The retail sector has received a lot of attention from investors looking for a play on lower gasoline prices. But with that trade looking crowded, and also the seasonally weak summer period for retail stocks approaching, names such as Best Buy Co. Inc. appear susceptible to softer sales.
It’s already been a slow begin to 2015 for the big-box electronics company, which is one reason why Best to buy was downgraded to neutral from overweight at J.P. Morgan on Friday. Analyst Christopher Horvers, who also cut his price target on the stock to US$40 from US$45, anticipates further uncertainty as well as Buy faces tough comparables within the second half of the season.
“We believe sales are off and away to a slow start to the year with TV shipment data slowing and Census sales at electronics and appliance stores turning negative,” Horvers told clients.
He expects this will raise investors’ concentrate on the second half of the season, and the fourth quarter particularly since it accounts for 57 percent of Best Buy’s earnings.

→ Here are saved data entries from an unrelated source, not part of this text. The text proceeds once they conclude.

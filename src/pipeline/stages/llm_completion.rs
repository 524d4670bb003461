use super::PipelineStage;
use crate::error::{ProviderError, StageError};
use crate::llm::registry::ProviderSet;
use crate::llm::{ChatCompletionOptions, Message, NormalizedChatResponse, Role};
use crate::tools::ToolRegistry;
use std::sync::Arc;
use tracing::{debug, info};

pub struct LlmCompletionInput {
    pub messages: Vec<Message>,
    pub options: ChatCompletionOptions,
}

/// One provider round-trip, normalized.
pub struct LlmCompletionStage {
    providers: Arc<ProviderSet>,
    tools: Arc<ToolRegistry>,
}

impl LlmCompletionStage {
    pub fn new(providers: Arc<ProviderSet>, tools: Arc<ToolRegistry>) -> Self {
        Self { providers, tools }
    }

    /// The provider a request is routed to: the resolved one, else the
    /// configured selection.
    pub fn resolve_provider_name(&self, options: &ChatCompletionOptions) -> Option<String> {
        options
            .provider
            .as_deref()
            .or_else(|| self.providers.selected_provider())
            .map(str::to_string)
    }
}

impl PipelineStage for LlmCompletionStage {
    type Input = LlmCompletionInput;
    type Output = NormalizedChatResponse;

    fn name(&self) -> &'static str {
        "llm_completion"
    }

    fn process(&self, input: LlmCompletionInput) -> Result<NormalizedChatResponse, StageError> {
        let LlmCompletionInput { messages, mut options } = input;

        let name = self.resolve_provider_name(&options).ok_or_else(|| {
            StageError::Configuration("No AI provider is selected".to_string())
        })?;
        let provider = self
            .providers
            .get(&name)
            .ok_or_else(|| ProviderError::unavailable(&name, "provider is not registered"))?;
        if !provider.is_available() {
            return Err(ProviderError::unavailable(
                &name,
                "AI is disabled or credentials are not configured",
            )
            .into());
        }

        if options.tools_enabled() && options.tools.is_empty() {
            options.tools = self.tools.get_all_tool_definitions();
        }
        if options.tools_enabled() && !options.tools.is_empty() {
            options.enable_tools = Some(true);
        }

        let tool_results = messages.iter().filter(|m| m.role == Role::Tool).count();
        debug!(
            provider = %name,
            model = options.model.as_deref().unwrap_or("default"),
            messages = messages.len(),
            tool_results,
            tools = options.tools.len(),
            stream = options.wants_stream(),
            "requesting completion"
        );

        let response = provider.generate_chat_completion(&messages, &options)?;
        let normalized = provider.to_normalized_response(response);

        if tool_results > 0 {
            if normalized.has_tool_calls() {
                info!(
                    provider = %name,
                    calls = normalized.tool_calls.len(),
                    "follow-up requested more tools"
                );
            } else {
                info!(provider = %name, "follow-up returned a final answer");
            }
        }
        Ok(normalized)
    }
}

The television sales cycle hit an inflection reason for Q2 as comps were positive for the first time since early 2010. It further accelerated and generated 11-per-cent growth in the domestic electronic devices category, which taken into account 33 per cent of Best Buy’s product mix in Q4.
The highly-anticipated iPhone 6/6S launch late in 2014 also have boosted domestic same-store sales by 200 basis points in Q4, serving to offset slowing tablet sales.
The company’s proceed to close its Future Shop stores in Canada is anticipated to boost EPS by approximately six cents U.S. for every of the next four quarters, but Horvers believes the potential risks associated with a crowded retail sector – mostly driven by a rotation-led revaluation – and the historically weak summer period for retail stocks, warrants more cautious on names that don’t have comp sustainability or upside.
These factors possess the analyst visiting a lid on Best Buy’s valuation before the all-important fourth quarter.